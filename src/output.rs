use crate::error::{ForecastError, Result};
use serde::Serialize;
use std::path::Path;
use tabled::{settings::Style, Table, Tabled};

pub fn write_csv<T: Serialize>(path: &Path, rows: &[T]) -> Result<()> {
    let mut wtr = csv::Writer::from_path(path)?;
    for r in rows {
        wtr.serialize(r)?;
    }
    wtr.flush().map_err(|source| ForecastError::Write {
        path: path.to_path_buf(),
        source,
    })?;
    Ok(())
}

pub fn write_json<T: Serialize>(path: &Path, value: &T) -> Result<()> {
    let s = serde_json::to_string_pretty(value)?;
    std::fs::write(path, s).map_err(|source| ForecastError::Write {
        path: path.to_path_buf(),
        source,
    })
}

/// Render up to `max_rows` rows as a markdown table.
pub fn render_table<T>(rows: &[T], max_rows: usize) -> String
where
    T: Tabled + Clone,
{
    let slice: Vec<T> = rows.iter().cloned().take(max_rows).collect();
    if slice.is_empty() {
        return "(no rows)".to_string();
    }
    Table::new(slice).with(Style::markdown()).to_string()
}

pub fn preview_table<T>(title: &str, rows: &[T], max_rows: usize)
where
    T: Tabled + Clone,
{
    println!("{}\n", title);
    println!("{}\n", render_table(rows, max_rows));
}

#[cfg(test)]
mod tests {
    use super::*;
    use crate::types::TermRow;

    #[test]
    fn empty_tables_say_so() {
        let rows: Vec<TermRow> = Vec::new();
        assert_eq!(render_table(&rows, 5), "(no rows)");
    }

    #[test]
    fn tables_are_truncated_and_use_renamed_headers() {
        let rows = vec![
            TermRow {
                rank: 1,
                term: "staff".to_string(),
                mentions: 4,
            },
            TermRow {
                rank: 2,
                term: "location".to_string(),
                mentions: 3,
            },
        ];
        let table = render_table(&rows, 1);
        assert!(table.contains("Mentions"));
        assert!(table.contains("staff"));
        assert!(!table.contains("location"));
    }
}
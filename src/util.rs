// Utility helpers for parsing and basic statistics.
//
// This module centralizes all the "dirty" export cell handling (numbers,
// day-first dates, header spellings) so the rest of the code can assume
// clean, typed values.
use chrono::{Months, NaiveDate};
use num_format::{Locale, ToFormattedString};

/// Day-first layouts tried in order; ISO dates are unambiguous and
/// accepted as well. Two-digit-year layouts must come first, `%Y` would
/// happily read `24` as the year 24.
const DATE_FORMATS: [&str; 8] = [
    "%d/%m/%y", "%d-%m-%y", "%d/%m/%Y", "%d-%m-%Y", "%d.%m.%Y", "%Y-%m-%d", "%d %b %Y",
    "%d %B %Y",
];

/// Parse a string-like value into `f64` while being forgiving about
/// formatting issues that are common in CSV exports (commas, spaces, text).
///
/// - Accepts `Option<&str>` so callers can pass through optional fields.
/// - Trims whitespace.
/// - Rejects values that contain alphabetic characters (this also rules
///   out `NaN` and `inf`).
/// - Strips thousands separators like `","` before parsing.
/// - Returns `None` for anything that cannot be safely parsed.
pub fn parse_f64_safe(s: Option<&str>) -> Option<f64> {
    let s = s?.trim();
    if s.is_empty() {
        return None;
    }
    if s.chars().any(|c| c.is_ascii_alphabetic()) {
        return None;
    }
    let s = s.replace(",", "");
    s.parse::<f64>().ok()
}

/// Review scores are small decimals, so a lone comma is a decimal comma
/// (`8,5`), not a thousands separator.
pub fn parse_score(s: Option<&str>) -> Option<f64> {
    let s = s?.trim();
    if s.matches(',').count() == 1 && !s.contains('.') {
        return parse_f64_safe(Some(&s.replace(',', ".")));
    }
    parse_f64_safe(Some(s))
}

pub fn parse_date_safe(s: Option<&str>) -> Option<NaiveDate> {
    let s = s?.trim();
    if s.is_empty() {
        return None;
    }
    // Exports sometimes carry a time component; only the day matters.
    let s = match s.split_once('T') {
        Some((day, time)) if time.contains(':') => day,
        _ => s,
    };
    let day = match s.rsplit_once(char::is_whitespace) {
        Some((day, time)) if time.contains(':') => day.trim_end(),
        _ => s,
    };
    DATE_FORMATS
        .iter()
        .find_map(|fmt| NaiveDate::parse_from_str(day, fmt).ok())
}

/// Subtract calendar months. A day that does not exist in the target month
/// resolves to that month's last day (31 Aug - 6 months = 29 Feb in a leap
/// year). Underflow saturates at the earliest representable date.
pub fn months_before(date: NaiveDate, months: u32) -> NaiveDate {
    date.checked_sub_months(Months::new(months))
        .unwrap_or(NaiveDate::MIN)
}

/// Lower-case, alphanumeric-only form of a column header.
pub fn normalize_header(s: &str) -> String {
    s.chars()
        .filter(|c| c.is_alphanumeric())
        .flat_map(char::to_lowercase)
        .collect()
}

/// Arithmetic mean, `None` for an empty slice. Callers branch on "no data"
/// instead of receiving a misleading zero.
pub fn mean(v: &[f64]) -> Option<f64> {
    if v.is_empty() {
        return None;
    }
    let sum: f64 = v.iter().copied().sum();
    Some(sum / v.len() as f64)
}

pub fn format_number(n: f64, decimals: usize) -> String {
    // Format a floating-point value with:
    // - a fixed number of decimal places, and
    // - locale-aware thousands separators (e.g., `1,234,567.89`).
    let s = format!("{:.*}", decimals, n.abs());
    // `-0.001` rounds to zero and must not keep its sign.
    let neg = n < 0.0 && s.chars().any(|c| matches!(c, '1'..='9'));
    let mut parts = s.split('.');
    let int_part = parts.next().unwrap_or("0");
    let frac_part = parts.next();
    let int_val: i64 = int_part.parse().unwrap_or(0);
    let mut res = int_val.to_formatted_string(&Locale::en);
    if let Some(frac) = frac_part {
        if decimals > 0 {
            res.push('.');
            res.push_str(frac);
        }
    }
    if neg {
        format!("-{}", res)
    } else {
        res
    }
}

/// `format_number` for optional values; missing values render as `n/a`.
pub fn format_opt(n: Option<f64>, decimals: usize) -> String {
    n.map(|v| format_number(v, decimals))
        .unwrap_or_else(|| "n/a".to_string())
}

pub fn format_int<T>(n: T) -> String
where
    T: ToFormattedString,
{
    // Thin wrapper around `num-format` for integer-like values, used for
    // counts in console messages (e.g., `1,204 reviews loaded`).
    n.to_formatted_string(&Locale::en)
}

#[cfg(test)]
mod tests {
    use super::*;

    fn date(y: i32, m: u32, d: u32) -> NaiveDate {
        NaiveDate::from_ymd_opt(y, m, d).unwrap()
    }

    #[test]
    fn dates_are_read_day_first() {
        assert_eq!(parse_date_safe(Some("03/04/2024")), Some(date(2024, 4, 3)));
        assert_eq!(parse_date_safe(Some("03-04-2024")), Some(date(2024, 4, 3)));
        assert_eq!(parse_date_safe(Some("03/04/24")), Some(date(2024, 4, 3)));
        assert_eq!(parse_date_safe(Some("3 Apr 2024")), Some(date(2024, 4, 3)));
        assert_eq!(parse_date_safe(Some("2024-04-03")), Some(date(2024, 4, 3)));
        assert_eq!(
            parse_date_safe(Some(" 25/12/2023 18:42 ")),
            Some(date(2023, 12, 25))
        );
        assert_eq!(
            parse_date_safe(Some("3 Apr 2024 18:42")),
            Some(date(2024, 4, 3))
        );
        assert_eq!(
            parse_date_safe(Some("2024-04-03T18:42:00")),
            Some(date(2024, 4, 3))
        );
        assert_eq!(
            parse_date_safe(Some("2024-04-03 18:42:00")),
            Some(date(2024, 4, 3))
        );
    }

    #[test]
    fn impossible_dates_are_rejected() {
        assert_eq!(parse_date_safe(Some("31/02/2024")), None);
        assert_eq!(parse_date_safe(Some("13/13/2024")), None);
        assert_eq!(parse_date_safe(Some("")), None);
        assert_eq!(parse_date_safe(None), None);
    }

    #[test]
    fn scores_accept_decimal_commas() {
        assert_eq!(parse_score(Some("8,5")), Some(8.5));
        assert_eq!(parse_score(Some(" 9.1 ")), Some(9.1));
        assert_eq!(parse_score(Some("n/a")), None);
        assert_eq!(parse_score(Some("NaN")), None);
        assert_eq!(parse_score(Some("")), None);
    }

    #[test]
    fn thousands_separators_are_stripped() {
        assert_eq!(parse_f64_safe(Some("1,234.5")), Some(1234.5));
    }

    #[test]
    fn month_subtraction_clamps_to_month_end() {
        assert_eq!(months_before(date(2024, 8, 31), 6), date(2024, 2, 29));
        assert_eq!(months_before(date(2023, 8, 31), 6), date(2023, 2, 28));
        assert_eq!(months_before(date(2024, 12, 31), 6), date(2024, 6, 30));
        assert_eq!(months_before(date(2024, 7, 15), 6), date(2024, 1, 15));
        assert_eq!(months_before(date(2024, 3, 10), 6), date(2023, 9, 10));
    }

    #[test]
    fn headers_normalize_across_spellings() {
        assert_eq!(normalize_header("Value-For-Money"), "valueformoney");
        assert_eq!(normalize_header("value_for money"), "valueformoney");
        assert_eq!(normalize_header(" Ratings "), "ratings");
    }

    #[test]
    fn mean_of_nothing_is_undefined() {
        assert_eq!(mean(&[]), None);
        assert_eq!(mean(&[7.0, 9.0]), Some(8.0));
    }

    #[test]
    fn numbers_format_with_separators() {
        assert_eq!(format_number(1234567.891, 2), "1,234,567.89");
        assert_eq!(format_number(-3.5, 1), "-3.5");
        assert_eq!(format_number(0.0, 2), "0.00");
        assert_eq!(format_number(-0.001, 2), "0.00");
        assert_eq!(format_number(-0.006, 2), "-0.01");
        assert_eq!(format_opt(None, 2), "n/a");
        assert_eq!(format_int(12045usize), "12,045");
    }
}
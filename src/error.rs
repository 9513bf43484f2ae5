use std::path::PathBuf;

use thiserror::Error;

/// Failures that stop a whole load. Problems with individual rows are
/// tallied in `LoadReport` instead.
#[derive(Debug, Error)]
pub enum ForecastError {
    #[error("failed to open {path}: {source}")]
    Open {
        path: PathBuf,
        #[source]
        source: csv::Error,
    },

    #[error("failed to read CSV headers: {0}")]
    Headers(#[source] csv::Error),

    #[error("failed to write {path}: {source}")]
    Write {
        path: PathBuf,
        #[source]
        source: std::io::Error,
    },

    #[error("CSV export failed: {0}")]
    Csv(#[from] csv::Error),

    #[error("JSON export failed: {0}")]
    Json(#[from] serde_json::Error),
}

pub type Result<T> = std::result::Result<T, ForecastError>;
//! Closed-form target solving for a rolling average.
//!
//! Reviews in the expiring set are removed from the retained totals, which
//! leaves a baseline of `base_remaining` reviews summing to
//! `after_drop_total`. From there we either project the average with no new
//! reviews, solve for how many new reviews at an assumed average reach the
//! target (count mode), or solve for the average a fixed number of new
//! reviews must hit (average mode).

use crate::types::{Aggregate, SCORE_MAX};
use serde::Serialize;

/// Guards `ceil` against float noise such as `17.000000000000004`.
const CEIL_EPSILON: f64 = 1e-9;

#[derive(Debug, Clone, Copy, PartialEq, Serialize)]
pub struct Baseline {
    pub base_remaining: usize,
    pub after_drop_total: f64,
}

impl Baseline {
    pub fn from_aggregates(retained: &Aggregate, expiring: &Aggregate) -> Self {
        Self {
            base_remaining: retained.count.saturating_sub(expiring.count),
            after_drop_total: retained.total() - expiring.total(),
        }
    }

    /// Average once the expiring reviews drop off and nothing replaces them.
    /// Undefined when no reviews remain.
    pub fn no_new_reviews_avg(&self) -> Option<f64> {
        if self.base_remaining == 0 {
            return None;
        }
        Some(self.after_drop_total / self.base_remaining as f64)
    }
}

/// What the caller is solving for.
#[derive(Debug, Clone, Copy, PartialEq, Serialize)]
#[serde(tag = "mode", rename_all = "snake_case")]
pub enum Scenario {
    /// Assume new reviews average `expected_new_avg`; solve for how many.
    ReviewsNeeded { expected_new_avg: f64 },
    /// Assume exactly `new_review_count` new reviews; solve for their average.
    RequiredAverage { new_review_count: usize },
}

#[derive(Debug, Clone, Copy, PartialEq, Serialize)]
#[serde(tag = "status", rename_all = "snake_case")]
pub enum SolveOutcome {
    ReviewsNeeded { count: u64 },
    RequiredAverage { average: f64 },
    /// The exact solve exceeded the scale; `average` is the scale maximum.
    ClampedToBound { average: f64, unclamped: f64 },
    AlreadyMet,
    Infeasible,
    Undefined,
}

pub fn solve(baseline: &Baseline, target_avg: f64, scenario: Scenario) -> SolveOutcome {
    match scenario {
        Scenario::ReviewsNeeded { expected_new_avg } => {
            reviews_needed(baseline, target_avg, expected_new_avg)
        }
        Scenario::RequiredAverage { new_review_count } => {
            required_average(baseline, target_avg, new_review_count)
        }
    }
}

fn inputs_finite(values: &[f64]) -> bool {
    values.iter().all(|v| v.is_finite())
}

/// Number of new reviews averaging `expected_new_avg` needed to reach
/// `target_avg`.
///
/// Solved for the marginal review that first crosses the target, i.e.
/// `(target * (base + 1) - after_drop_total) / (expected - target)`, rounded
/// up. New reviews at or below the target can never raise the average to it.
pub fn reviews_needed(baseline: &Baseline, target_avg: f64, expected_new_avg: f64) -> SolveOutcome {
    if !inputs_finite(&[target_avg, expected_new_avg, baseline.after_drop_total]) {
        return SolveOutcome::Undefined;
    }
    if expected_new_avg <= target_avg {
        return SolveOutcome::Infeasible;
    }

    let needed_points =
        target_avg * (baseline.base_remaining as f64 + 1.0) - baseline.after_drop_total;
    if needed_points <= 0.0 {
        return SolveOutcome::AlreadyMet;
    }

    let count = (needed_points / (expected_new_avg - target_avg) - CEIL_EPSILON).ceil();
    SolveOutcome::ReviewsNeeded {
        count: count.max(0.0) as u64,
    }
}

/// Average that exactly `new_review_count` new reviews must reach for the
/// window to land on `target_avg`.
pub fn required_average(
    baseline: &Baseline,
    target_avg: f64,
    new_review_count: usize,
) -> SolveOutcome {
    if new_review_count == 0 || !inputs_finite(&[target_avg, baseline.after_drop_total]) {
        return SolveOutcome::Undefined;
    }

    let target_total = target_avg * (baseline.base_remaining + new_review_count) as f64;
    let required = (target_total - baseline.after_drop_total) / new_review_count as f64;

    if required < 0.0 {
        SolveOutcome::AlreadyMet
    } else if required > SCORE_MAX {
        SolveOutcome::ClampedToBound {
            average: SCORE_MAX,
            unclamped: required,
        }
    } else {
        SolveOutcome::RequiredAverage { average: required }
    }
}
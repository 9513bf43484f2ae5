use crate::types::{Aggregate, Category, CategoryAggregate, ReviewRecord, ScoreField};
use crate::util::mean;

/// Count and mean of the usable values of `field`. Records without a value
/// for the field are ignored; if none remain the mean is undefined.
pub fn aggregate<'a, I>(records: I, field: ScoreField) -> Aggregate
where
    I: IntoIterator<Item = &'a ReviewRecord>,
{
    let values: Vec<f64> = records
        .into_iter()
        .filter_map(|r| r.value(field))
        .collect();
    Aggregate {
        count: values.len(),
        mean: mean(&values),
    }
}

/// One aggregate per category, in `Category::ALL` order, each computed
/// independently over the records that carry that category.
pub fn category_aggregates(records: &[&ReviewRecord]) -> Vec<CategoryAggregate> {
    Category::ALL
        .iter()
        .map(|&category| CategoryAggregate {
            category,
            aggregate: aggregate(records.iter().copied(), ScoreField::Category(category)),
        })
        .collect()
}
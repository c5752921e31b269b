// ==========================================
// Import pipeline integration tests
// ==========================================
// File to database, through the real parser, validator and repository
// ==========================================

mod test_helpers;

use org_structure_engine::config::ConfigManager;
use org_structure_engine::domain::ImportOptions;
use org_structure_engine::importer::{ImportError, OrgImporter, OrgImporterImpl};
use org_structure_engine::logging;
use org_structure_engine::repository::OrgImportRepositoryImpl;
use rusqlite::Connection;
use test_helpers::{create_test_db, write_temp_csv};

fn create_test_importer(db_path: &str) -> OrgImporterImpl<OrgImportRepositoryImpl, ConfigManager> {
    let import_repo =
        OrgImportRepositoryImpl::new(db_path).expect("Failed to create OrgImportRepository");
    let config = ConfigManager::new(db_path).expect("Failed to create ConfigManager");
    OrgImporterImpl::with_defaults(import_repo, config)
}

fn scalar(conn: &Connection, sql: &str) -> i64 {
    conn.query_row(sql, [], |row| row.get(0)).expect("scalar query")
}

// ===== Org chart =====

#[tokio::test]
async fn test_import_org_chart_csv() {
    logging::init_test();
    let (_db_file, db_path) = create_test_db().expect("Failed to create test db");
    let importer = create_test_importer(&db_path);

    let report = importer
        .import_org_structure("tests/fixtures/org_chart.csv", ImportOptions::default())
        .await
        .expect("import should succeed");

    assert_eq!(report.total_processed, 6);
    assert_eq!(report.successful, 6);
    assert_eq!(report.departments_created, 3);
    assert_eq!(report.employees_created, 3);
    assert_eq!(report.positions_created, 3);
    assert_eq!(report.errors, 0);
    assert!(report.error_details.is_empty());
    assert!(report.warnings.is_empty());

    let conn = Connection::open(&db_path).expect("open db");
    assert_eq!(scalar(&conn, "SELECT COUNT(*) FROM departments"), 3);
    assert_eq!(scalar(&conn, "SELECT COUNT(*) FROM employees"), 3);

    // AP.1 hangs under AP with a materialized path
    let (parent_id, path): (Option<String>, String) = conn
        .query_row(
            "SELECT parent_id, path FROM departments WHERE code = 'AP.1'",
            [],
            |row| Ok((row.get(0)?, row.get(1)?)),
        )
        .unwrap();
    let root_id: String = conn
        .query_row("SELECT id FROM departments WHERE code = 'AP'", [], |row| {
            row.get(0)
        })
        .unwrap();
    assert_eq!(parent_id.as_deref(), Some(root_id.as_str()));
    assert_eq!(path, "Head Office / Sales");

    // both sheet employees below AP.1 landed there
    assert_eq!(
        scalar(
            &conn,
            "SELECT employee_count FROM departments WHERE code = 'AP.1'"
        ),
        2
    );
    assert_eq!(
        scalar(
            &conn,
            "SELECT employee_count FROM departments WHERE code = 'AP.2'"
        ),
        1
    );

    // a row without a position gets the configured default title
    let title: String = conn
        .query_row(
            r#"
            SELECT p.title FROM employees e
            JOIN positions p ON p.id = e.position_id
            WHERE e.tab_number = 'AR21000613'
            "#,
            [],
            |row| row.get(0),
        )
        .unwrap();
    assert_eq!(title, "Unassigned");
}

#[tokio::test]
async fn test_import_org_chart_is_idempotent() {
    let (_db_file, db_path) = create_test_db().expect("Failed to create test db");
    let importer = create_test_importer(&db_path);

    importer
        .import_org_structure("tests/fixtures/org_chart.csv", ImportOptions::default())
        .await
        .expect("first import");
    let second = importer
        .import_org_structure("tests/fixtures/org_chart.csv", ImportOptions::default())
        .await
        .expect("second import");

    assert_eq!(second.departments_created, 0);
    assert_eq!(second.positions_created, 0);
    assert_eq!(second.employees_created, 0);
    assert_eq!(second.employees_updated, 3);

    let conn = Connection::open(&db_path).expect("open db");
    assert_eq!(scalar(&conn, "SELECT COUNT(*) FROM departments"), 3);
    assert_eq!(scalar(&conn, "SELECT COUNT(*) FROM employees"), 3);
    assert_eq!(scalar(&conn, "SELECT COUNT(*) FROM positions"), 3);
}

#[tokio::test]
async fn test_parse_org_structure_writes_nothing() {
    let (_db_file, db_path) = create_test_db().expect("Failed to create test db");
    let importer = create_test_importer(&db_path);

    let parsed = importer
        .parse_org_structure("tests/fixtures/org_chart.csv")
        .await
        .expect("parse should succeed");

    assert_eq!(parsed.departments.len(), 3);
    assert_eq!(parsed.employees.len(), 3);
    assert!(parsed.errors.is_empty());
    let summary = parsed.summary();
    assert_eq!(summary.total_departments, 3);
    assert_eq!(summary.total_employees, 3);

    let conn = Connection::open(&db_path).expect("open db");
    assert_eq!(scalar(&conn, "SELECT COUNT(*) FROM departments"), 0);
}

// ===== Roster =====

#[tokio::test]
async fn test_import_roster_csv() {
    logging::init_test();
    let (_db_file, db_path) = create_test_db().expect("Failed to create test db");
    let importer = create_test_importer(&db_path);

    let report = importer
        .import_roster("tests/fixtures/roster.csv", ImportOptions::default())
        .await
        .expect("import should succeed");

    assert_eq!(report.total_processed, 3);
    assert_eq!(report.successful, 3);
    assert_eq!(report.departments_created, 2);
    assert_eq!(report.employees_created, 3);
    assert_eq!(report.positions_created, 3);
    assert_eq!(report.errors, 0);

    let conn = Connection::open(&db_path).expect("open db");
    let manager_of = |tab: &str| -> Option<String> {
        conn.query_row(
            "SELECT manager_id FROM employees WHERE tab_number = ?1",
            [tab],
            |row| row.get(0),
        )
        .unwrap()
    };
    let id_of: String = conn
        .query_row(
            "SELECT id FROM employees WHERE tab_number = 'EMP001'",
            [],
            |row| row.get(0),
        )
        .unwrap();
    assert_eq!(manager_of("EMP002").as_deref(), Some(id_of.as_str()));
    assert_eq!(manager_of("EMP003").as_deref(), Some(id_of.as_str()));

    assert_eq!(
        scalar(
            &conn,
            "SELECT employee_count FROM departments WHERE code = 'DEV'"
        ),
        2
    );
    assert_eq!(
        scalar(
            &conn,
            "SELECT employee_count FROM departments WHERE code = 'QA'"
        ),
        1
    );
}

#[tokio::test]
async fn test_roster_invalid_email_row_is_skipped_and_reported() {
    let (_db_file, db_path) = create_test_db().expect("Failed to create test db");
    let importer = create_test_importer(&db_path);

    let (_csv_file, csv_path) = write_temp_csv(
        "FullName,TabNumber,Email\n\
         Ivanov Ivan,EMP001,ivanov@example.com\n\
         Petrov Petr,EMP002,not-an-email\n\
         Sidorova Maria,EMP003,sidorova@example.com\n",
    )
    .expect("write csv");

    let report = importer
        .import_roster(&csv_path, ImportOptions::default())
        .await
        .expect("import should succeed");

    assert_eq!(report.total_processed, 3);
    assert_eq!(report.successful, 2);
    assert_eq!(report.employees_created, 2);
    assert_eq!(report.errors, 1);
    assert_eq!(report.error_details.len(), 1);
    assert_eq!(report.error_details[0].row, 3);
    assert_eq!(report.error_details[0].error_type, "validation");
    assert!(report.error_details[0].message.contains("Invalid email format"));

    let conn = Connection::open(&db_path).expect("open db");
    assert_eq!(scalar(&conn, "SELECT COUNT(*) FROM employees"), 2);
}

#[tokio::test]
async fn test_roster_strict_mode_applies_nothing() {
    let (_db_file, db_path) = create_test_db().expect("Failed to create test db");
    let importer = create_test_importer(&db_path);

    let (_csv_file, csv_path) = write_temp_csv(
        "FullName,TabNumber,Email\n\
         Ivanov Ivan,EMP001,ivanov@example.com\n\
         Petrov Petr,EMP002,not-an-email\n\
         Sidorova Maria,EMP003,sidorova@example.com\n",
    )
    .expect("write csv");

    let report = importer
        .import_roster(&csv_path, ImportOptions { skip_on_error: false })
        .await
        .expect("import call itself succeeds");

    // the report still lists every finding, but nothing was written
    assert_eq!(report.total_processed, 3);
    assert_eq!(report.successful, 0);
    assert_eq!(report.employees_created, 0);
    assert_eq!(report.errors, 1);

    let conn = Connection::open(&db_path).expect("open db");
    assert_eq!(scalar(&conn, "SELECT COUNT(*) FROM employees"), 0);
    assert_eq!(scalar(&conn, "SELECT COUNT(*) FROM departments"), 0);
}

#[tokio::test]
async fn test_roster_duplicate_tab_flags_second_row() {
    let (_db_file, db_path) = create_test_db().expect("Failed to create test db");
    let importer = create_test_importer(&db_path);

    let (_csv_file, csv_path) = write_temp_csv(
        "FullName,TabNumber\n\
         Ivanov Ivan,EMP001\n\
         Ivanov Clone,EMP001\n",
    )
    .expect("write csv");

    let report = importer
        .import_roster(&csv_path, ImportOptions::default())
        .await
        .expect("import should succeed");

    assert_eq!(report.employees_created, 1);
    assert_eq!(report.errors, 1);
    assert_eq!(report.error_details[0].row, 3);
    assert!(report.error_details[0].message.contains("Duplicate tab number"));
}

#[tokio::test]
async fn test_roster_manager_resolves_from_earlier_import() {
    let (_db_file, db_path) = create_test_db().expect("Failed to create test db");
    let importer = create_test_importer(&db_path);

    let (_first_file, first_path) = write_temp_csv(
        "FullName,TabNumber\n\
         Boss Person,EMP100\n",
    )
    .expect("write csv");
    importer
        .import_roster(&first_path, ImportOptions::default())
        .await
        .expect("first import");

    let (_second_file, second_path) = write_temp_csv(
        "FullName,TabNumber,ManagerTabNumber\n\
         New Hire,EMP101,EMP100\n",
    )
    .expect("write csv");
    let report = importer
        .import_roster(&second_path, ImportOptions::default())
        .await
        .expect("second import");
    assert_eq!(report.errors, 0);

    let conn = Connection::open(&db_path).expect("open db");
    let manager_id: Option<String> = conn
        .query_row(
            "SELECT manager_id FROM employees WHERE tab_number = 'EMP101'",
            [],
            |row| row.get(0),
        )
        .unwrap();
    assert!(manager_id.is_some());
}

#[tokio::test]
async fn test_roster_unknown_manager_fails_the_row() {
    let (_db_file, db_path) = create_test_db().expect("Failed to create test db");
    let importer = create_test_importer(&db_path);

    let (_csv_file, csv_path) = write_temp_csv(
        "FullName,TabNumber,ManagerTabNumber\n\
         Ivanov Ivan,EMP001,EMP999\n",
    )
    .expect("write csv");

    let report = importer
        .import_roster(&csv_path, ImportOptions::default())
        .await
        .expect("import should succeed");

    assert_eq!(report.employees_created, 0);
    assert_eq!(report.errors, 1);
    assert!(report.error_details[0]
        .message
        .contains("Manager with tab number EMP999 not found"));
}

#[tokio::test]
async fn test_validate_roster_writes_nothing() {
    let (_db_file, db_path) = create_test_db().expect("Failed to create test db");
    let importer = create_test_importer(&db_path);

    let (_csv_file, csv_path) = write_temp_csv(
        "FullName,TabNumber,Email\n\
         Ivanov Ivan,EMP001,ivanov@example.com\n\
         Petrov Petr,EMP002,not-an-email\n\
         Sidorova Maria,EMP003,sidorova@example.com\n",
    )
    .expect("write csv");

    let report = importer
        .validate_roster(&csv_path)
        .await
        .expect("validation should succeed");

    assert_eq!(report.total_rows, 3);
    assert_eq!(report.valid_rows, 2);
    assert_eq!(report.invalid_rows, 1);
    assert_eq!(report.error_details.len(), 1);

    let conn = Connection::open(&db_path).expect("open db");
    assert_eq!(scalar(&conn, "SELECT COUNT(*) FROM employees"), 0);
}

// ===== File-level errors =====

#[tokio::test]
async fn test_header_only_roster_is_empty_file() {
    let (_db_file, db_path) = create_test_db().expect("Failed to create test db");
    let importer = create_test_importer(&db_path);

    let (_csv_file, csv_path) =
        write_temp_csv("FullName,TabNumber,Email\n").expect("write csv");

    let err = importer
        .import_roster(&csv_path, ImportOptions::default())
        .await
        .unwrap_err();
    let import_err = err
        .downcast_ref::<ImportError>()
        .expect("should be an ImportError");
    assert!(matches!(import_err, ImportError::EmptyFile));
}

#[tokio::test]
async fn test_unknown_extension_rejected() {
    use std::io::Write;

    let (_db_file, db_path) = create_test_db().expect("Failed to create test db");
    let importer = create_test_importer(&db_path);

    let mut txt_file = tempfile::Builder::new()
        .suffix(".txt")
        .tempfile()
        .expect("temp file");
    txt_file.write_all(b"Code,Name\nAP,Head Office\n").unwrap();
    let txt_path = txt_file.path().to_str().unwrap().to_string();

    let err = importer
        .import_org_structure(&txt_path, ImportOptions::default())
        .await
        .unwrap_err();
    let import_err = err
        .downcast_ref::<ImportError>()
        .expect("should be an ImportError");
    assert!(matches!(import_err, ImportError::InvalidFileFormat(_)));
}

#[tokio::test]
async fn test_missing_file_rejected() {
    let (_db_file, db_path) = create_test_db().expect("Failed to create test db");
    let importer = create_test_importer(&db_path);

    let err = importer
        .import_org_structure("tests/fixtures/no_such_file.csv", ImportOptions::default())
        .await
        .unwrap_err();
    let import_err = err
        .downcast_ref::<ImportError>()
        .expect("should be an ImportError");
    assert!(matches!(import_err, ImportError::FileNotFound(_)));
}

* [What you have to do] Output the lines above between the one holding "a thousands separator." and the one holding "pub fn format_number(n: f64, decimals: usize)", inclusive, with nothing before or after them.

* [Answer to the exercise]
/// (`8,5`), not a thousands separator.
pub fn parse_score(s: Option<&str>) -> Option<f64> {
    let s = s?.trim();
    if s.matches(',').count() == 1 && !s.contains('.') {
        return parse_f64_safe(Some(&s.replace(',', ".")));
    }
    parse_f64_safe(Some(s))
}

pub fn parse_date_safe(s: Option<&str>) -> Option<NaiveDate> {
    let s = s?.trim();
    if s.is_empty() {
        return None;
    }
    // Exports sometimes carry a time component; only the day matters.
    let s = match s.split_once('T') {
        Some((day, time)) if time.contains(':') => day,
        _ => s,
    };
    let day = match s.rsplit_once(char::is_whitespace) {
        Some((day, time)) if time.contains(':') => day.trim_end(),
        _ => s,
    };
    DATE_FORMATS
        .iter()
        .find_map(|fmt| NaiveDate::parse_from_str(day, fmt).ok())
}

/// Subtract calendar months. A day that does not exist in the target month
/// resolves to that month's last day (31 Aug - 6 months = 29 Feb in a leap
/// year). Underflow saturates at the earliest representable date.
pub fn months_before(date: NaiveDate, months: u32) -> NaiveDate {
    date.checked_sub_months(Months::new(months))
        .unwrap_or(NaiveDate::MIN)
}

/// Lower-case, alphanumeric-only form of a column header.
pub fn normalize_header(s: &str) -> String {
    s.chars()
        .filter(|c| c.is_alphanumeric())
        .flat_map(char::to_lowercase)
        .collect()
}

/// Arithmetic mean, `None` for an empty slice. Callers branch on "no data"
/// instead of receiving a misleading zero.
pub fn mean(v: &[f64]) -> Option<f64> {
    if v.is_empty() {
        return None;
    }
    let sum: f64 = v.iter().copied().sum();
    Some(sum / v.len() as f64)
}

pub fn format_number(n: f64, decimals: usize) -> String {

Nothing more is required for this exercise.